::: Available records :::
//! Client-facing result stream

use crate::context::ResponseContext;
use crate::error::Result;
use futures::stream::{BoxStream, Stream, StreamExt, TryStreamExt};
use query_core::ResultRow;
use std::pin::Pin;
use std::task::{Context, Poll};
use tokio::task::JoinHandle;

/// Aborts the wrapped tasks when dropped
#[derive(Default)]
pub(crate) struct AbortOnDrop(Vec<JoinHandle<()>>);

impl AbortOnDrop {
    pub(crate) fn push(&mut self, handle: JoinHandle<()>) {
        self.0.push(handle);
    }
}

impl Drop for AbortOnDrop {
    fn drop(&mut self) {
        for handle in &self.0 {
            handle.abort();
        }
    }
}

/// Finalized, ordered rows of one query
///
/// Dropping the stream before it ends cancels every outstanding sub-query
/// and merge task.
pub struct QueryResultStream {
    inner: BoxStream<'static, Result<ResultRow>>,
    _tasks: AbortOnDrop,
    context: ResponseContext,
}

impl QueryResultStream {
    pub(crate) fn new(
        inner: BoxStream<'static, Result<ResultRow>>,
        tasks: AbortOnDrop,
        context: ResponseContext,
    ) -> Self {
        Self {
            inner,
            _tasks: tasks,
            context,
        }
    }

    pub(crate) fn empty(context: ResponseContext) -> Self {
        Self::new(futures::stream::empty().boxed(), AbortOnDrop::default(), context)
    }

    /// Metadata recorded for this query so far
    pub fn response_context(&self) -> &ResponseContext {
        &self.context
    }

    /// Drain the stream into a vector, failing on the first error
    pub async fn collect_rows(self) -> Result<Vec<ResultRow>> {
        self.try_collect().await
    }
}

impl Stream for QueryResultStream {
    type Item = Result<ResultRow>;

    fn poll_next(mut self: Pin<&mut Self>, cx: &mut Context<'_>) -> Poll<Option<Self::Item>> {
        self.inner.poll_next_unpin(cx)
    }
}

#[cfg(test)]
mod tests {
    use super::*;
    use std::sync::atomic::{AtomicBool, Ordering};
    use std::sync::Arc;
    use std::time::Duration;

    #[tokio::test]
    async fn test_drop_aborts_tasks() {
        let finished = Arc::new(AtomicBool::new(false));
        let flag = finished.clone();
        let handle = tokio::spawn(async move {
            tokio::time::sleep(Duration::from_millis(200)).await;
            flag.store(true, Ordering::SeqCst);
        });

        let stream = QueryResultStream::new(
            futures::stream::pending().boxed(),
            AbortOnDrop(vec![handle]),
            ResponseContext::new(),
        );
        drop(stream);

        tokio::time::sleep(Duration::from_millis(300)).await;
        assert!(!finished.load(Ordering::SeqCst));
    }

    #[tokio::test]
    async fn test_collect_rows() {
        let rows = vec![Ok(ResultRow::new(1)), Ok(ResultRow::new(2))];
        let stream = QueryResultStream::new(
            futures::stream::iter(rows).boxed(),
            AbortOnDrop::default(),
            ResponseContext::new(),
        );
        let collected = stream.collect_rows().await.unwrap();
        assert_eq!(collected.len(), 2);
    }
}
:::
::: Available records :::
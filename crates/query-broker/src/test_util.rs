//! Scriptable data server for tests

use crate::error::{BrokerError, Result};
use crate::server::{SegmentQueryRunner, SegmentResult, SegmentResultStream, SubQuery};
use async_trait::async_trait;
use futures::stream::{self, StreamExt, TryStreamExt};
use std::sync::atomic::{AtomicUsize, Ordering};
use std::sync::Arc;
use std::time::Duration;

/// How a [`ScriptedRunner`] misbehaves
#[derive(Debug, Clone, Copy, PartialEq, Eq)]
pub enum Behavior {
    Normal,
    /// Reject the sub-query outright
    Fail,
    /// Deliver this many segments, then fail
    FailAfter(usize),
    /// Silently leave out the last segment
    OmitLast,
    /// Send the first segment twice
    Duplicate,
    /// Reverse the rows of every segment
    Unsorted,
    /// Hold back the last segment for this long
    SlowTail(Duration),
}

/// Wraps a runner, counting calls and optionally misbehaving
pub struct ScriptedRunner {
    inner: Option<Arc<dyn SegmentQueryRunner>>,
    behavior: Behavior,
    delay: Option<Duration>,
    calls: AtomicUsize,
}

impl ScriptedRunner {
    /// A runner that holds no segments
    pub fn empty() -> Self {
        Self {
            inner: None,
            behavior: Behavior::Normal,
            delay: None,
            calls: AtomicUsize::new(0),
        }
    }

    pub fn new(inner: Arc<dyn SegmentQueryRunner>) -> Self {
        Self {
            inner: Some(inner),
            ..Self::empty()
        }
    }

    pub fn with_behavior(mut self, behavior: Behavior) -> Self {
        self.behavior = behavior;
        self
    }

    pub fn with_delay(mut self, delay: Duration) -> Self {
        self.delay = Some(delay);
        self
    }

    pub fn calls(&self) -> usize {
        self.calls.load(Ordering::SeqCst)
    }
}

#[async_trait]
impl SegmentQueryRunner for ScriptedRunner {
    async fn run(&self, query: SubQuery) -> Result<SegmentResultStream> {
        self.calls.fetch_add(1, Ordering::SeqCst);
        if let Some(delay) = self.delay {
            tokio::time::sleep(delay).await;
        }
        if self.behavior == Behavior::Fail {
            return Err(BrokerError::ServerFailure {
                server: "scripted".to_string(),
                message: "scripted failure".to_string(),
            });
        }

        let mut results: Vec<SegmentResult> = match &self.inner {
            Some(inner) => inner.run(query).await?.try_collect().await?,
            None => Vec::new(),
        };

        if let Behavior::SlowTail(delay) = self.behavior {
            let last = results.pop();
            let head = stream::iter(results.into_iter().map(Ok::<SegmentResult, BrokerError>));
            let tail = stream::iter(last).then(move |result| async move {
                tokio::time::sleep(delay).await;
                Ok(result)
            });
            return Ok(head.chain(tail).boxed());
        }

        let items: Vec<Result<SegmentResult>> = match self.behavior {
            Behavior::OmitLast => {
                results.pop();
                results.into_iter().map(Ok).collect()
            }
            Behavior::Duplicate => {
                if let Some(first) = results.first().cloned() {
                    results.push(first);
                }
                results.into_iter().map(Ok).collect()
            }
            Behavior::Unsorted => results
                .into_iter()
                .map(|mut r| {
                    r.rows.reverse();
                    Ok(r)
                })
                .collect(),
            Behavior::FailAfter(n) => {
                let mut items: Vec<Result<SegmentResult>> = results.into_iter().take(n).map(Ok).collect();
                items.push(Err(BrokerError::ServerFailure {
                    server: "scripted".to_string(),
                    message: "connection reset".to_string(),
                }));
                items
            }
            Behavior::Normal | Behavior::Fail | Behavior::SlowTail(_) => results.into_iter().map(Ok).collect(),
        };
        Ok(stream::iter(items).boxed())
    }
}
:::
::: Available records :::
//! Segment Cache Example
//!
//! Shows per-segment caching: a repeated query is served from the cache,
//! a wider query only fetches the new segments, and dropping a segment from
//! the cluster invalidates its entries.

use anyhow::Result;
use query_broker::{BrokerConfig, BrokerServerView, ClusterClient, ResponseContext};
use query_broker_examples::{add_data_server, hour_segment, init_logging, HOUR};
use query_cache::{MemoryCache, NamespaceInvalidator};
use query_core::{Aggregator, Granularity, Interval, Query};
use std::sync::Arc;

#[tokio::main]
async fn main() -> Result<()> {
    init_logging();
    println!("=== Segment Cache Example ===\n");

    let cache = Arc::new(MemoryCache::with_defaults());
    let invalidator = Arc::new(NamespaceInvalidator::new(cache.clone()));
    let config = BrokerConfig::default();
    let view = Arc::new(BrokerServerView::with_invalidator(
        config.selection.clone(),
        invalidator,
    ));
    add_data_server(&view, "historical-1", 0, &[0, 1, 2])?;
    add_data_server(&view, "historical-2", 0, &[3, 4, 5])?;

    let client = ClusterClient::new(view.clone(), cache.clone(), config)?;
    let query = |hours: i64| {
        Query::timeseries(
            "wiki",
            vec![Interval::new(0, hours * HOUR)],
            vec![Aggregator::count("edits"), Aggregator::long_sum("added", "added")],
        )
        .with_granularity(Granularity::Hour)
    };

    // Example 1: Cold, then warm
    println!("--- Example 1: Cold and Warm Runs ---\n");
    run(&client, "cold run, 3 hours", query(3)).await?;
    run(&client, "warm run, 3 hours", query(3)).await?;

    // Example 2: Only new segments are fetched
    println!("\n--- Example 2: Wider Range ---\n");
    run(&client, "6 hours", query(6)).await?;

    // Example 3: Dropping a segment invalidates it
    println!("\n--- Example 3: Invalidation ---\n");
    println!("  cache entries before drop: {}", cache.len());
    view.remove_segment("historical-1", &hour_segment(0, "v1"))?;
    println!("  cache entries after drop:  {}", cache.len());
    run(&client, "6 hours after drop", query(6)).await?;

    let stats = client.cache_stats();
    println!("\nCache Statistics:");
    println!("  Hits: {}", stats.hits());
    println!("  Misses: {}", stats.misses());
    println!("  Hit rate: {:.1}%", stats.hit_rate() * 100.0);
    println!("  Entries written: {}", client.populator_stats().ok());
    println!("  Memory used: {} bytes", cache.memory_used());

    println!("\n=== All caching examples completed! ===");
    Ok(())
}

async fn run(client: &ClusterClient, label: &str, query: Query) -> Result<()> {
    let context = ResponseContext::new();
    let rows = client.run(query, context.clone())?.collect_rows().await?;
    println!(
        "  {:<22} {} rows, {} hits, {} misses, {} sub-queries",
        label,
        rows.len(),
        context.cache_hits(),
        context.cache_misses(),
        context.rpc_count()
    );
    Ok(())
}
:::
Instructions to follow → Could you return exactly the stretch of the data above that starts at the line with "let stats = client.cache_stats();" and ends at the line with "let context = ResponseContext::new();", both lines included?

Exercise answer →
    let stats = client.cache_stats();
    println!("\nCache Statistics:");
    println!("  Hits: {}", stats.hits());
    println!("  Misses: {}", stats.misses());
    println!("  Hit rate: {:.1}%", stats.hit_rate() * 100.0);
    println!("  Entries written: {}", client.populator_stats().ok());
    println!("  Memory used: {} bytes", cache.memory_used());

    println!("\n=== All caching examples completed! ===");
    Ok(())
}

async fn run(client: &ClusterClient, label: &str, query: Query) -> Result<()> {
    let context = ResponseContext::new();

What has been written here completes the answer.